Sí, Gabo Gabo. Sustantiva redundancia que desde la adolescencia pasó a ser la identidad del hijo de Rita del Carmen García Márquez, bisnieto del coronel Nicolás Ricardo Márquez y sobrino igualmente de la tía Pa. Parte de la dinastía de los Gabrieles a la luz de la cual el telegrafista de Aracataca hasta el último día de su vida estuvo satisfecho al cumplir su propósito de no quedarse sin un tocayo en la casa.
Durante su vida, Gabo Gabo se ha desempeñado en oficios muy lejanos a la literatura hasta aquel día en que en Norteamérica cayó en cuenta de su nuevo destino… Venía de una larga jornada de trabajo que había dejado memoria en su indumentaria, por tanto, decidió ocupar discretamente la última fila del recinto atiborrado de escuchas a la espera de una conferencia sobre la vida de Gabriel García Márquez.
No lo soportó, las imprecisiones acerca de su abuela, su abuelo y su familia en general lograron que venciera su timidez y se pusiera en pie, aclarando al público las erratas del conferencista. Que sin darse a esperar pidió al intrometido una justificación de su aclaración, ante lo cual Gabo Gabo no tuvo más opción que presentarse como lo que es: sobrino de Gabriel García Márquez.

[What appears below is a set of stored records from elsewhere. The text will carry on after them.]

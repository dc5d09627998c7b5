//! Single-target outbound dispatch

use std::sync::Arc;

use chrono::{DateTime, Utc};
use serde::{Serialize, Serializer};

use super::directive::{MessageKind, SendDirective};
use super::media::{MediaLoader, MediaType};
use super::options::SendOptions;
use super::target::Target;
use crate::session::{ClientSession, MessageContent};
use crate::{Error, Result};

/// A message the session accepted
#[derive(Debug, Clone, PartialEq, Eq, Serialize)]
#[serde(rename_all = "camelCase")]
pub struct SendReceipt {
    pub message_id: String,
    pub chat_id: String,
    pub message_type: MessageKind,
    pub body: Option<String>,
    #[serde(skip_serializing_if = "Option::is_none")]
    pub media_type: Option<MediaType>,
    pub sent_at: DateTime<Utc>,
    pub ack: Option<i64>,
    pub timestamp: Option<i64>,
    pub send_options: SendOptions,
}

/// A send that did not go out
#[derive(Debug, Clone, PartialEq, Eq, Serialize)]
#[serde(rename_all = "camelCase")]
pub struct SendFailure {
    /// Target as the caller supplied it
    pub target: String,
    pub chat_id: String,
    /// Reason text, passed through from the session unclassified
    pub error: String,
    pub sent_at: DateTime<Utc>,
}

impl SendFailure {
    #[must_use]
    pub fn new(target: &Target, error: impl Into<String>) -> Self {
        Self {
            target: target.as_input().to_string(),
            chat_id: target.chat_id(),
            error: error.into(),
            sent_at: Utc::now(),
        }
    }
}

/// Outcome of one send attempt
///
/// Serializes flat, with a `success` discriminator.
#[derive(Debug, Clone, PartialEq, Eq)]
pub enum SendResult {
    Ok(SendReceipt),
    Failed(SendFailure),
}

impl SendResult {
    #[must_use]
    pub const fn is_ok(&self) -> bool {
        matches!(self, Self::Ok(_))
    }

    /// Platform message id of a successful send
    #[must_use]
    pub fn message_id(&self) -> Option<&str> {
        match self {
            Self::Ok(receipt) => Some(&receipt.message_id),
            Self::Failed(_) => None,
        }
    }

    /// Failure reason of an unsuccessful send
    #[must_use]
    pub fn error(&self) -> Option<&str> {
        match self {
            Self::Ok(_) => None,
            Self::Failed(failure) => Some(&failure.error),
        }
    }
}

impl Serialize for SendResult {
    fn serialize<S: Serializer>(&self, serializer: S) -> std::result::Result<S::Ok, S::Error> {
        #[derive(Serialize)]
        struct Tagged<'a, T> {
            success: bool,
            #[serde(flatten)]
            inner: &'a T,
        }

        match self {
            Self::Ok(receipt) => Tagged {
                success: true,
                inner: receipt,
            }
            .serialize(serializer),
            Self::Failed(failure) => Tagged {
                success: false,
                inner: failure,
            }
            .serialize(serializer),
        }
    }
}

/// `message:sent` payload forwarded after a single send when enabled
#[derive(Debug, Clone, Serialize)]
#[serde(rename_all = "camelCase")]
pub struct SentNotification {
    pub event: &'static str,
    pub success: bool,
    pub timestamp: DateTime<Utc>,
    pub client_ready: bool,
    pub message: SendResult,
    #[serde(skip_serializing_if = "Option::is_none")]
    pub error: Option<String>,
}

impl SentNotification {
    #[must_use]
    pub fn new(result: SendResult, client_ready: bool) -> Self {
        Self {
            event: "message:sent",
            success: result.is_ok(),
            timestamp: Utc::now(),
            client_ready,
            error: result.error().map(str::to_string),
            message: result,
        }
    }
}

/// Sends one directive to one target through the session
#[derive(Clone)]
pub struct OutboundDispatcher {
    session: Arc<dyn ClientSession>,
    loader: MediaLoader,
}

impl OutboundDispatcher {
    #[must_use]
    pub fn new(session: Arc<dyn ClientSession>) -> Self {
        Self {
            session,
            loader: MediaLoader::default(),
        }
    }

    /// Use a specific media loader
    #[must_use]
    pub fn with_loader(mut self, loader: MediaLoader) -> Self {
        self.loader = loader;
        self
    }

    /// Whether the underlying session can send
    #[must_use]
    pub fn is_ready(&self) -> bool {
        self.session.is_ready()
    }

    /// Send a directive to a target
    ///
    /// The session is not called unless it is ready and any media has been
    /// loaded. Once it is called, its failure is reported as
    /// [`SendResult::Failed`] carrying the raw reason.
    ///
    /// # Errors
    ///
    /// - `ClientNotReady` if the session is not ready
    /// - `MediaUnavailable` if the media cannot be loaded
    /// - `Validation` if the directive has nothing to send
    pub async fn send(&self, target: &Target, directive: &SendDirective) -> Result<SendResult> {
        if !self.session.is_ready() {
            return Err(Error::ClientNotReady);
        }

        let chat_id = target.chat_id();

        let (content, media_type) = match directive.kind {
            MessageKind::Text => {
                let body = directive
                    .body
                    .as_deref()
                    .filter(|b| !b.trim().is_empty())
                    .ok_or_else(|| Error::Validation("message body is empty".to_string()))?;
                (MessageContent::Text(body.to_string()), None)
            }
            MessageKind::Media => {
                let media = directive
                    .media
                    .as_ref()
                    .ok_or_else(|| Error::Validation("media directive without media".to_string()))?;
                let payload = self.loader.load(media).await?;
                tracing::debug!(
                    source = %media.describe(),
                    mime_type = %payload.mime_type,
                    bytes = payload.data.len(),
                    "media loaded"
                );
                let media_type = payload.media_type();
                (MessageContent::Media(payload), Some(media_type))
            }
        };

        match self.session.send(&chat_id, &content, &directive.options).await {
            Ok(sent) => {
                tracing::info!(chat_id = %chat_id, message_id = %sent.id, kind = directive.kind.as_str(), "message sent");
                Ok(SendResult::Ok(SendReceipt {
                    message_id: sent.id,
                    chat_id,
                    message_type: directive.kind,
                    body: directive.body.clone(),
                    media_type,
                    sent_at: Utc::now(),
                    ack: sent.ack,
                    timestamp: sent.timestamp,
                    send_options: directive.options.clone(),
                }))
            }
            Err(e) => {
                tracing::warn!(chat_id = %chat_id, error = %e, "send failed");
                Ok(SendResult::Failed(SendFailure::new(target, e.to_string())))
            }
        }
    }
}

#[cfg(test)]
mod tests {
    use std::sync::Mutex;
    use std::sync::atomic::{AtomicBool, AtomicUsize, Ordering};

    use async_trait::async_trait;

    use super::*;
    use crate::messaging::directive::MediaRef;
    use crate::messaging::options::PartialSendOptions;
    use crate::session::{DownloadedMedia, MediaFetcher, SentMessage};

    #[derive(Default)]
    struct RecordingSession {
        ready: AtomicBool,
        calls: AtomicUsize,
        fail_with: Option<String>,
        last: Mutex<Option<(String, MessageContent, SendOptions)>>,
    }

    impl RecordingSession {
        fn ready() -> Self {
            Self {
                ready: AtomicBool::new(true),
                ..Self::default()
            }
        }
    }

    #[async_trait]
    impl MediaFetcher for RecordingSession {
        async fn download_media(&self, _message_id: &str) -> Result<DownloadedMedia> {
            Err(Error::Session("unused".to_string()))
        }
    }

    #[async_trait]
    impl ClientSession for RecordingSession {
        fn is_ready(&self) -> bool {
            self.ready.load(Ordering::SeqCst)
        }

        async fn send(
            &self,
            chat_id: &str,
            content: &MessageContent,
            options: &SendOptions,
        ) -> Result<SentMessage> {
            self.calls.fetch_add(1, Ordering::SeqCst);
            *self.last.lock().unwrap() =
                Some((chat_id.to_string(), content.clone(), options.clone()));
            match &self.fail_with {
                Some(reason) => Err(Error::Send(reason.clone())),
                None => Ok(SentMessage {
                    id: format!("true_{chat_id}_3EB0"),
                    ack: Some(1),
                    timestamp: Some(1_700_000_000),
                }),
            }
        }
    }

    fn text(body: &str) -> SendDirective {
        SendDirective::text(body, &PartialSendOptions::default())
    }

    #[tokio::test]
    async fn text_send_copies_session_fields() {
        let session = Arc::new(RecordingSession::ready());
        let dispatcher = OutboundDispatcher::new(session.clone());

        let result = dispatcher
            .send(&Target::individual("919876543210"), &text("Hello from API!"))
            .await
            .unwrap();

        let SendResult::Ok(receipt) = &result else {
            panic!("expected success, got {result:?}");
        };
        assert_eq!(receipt.chat_id, "919876543210@c.us");
        assert_eq!(receipt.message_id, "true_919876543210@c.us_3EB0");
        assert_eq!(receipt.ack, Some(1));
        assert_eq!(receipt.timestamp, Some(1_700_000_000));
        assert_eq!(receipt.body.as_deref(), Some("Hello from API!"));

        let (chat_id, content, _) = session.last.lock().unwrap().clone().unwrap();
        assert_eq!(chat_id, "919876543210@c.us");
        assert_eq!(content, MessageContent::Text("Hello from API!".to_string()));

        let json = serde_json::to_value(&result).unwrap();
        assert_eq!(json["success"], true);
        assert_eq!(json["chatId"], "919876543210@c.us");
    }

    #[tokio::test]
    async fn not_ready_never_calls_session() {
        let session = Arc::new(RecordingSession::default());
        let dispatcher = OutboundDispatcher::new(session.clone());

        let err = dispatcher
            .send(&Target::individual("1"), &text("hi"))
            .await
            .unwrap_err();

        assert!(matches!(err, Error::ClientNotReady));
        assert_eq!(session.calls.load(Ordering::SeqCst), 0);
    }

    #[tokio::test]
    async fn missing_media_never_calls_session() {
        let session = Arc::new(RecordingSession::ready());
        let dispatcher = OutboundDispatcher::new(session.clone());
        let directive = SendDirective::media(
            MediaRef::Path("/nonexistent/wa-bridge/photo.jpg".into()),
            Some("caption".to_string()),
            &PartialSendOptions::default(),
        );

        let err = dispatcher
            .send(&Target::individual("1"), &directive)
            .await
            .unwrap_err();

        assert!(matches!(err, Error::MediaUnavailable(_)));
        assert_eq!(session.calls.load(Ordering::SeqCst), 0);
    }

    #[tokio::test]
    async fn inline_media_carries_caption() {
        let session = Arc::new(RecordingSession::ready());
        let dispatcher = OutboundDispatcher::new(session.clone());
        let directive = SendDirective::media(
            MediaRef::Bytes {
                data: vec![0xFF, 0xD8, 0xFF],
                mime_type: "image/jpeg".to_string(),
                filename: Some("photo.jpg".to_string()),
            },
            Some("Look".to_string()),
            &PartialSendOptions::default(),
        );

        let result = dispatcher
            .send(&Target::group("123-456@g.us"), &directive)
            .await
            .unwrap();

        let SendResult::Ok(receipt) = result else {
            panic!("expected success");
        };
        assert_eq!(receipt.media_type, Some(MediaType::Image));
        let (_, content, options) = session.last.lock().unwrap().clone().unwrap();
        assert!(matches!(content, MessageContent::Media(_)));
        assert_eq!(options.caption.as_deref(), Some("Look"));
        assert!(options.send_media_as_hd);
    }

    #[tokio::test]
    async fn session_failure_becomes_failed_result() {
        let session = Arc::new(RecordingSession {
            fail_with: Some("Evaluation failed: chat not found".to_string()),
            ..RecordingSession::ready()
        });
        let dispatcher = OutboundDispatcher::new(session);

        let result = dispatcher
            .send(&Target::individual("1"), &text("hi"))
            .await
            .unwrap();

        assert!(!result.is_ok());
        assert_eq!(result.error(), Some("Evaluation failed: chat not found"));
        let json = serde_json::to_value(&result).unwrap();
        assert_eq!(json["success"], false);
        assert_eq!(json["target"], "1");
    }

    #[tokio::test]
    async fn empty_text_is_rejected() {
        let session = Arc::new(RecordingSession::ready());
        let dispatcher = OutboundDispatcher::new(session.clone());

        let err = dispatcher
            .send(&Target::individual("1"), &text("   "))
            .await
            .unwrap_err();
        assert!(matches!(err, Error::Validation(_)));
        assert_eq!(session.calls.load(Ordering::SeqCst), 0);
    }

    #[test]
    fn sent_notification_shape() {
        let failure = SendResult::Failed(SendFailure::new(&Target::individual("1"), "boom"));
        let json = serde_json::to_value(SentNotification::new(failure, true)).unwrap();
        assert_eq!(json["event"], "message:sent");
        assert_eq!(json["success"], false);
        assert_eq!(json["clientReady"], true);
        assert_eq!(json["error"], "boom");
        assert_eq!(json["message"]["chatId"], "1@c.us");
    }
}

Con ese dejo de tierna picardía –muy propio de la descendencia del telegrafista de Aracataca–. Sentado en la oficina de su tío Jaime en Cartagena –más conocido al interior de la familia como el hermano sánduche–, recuerda aquella tarde de fiesta en la que su tío Gabito prefirió pasarla al lado de él y sus amigos que con la gente de su edad… Haciendo consultas y peticiones de las canciones de moda al intérprete de ese acordeón tan comunicativo que siempre terminaba arrugándole el sentimiento.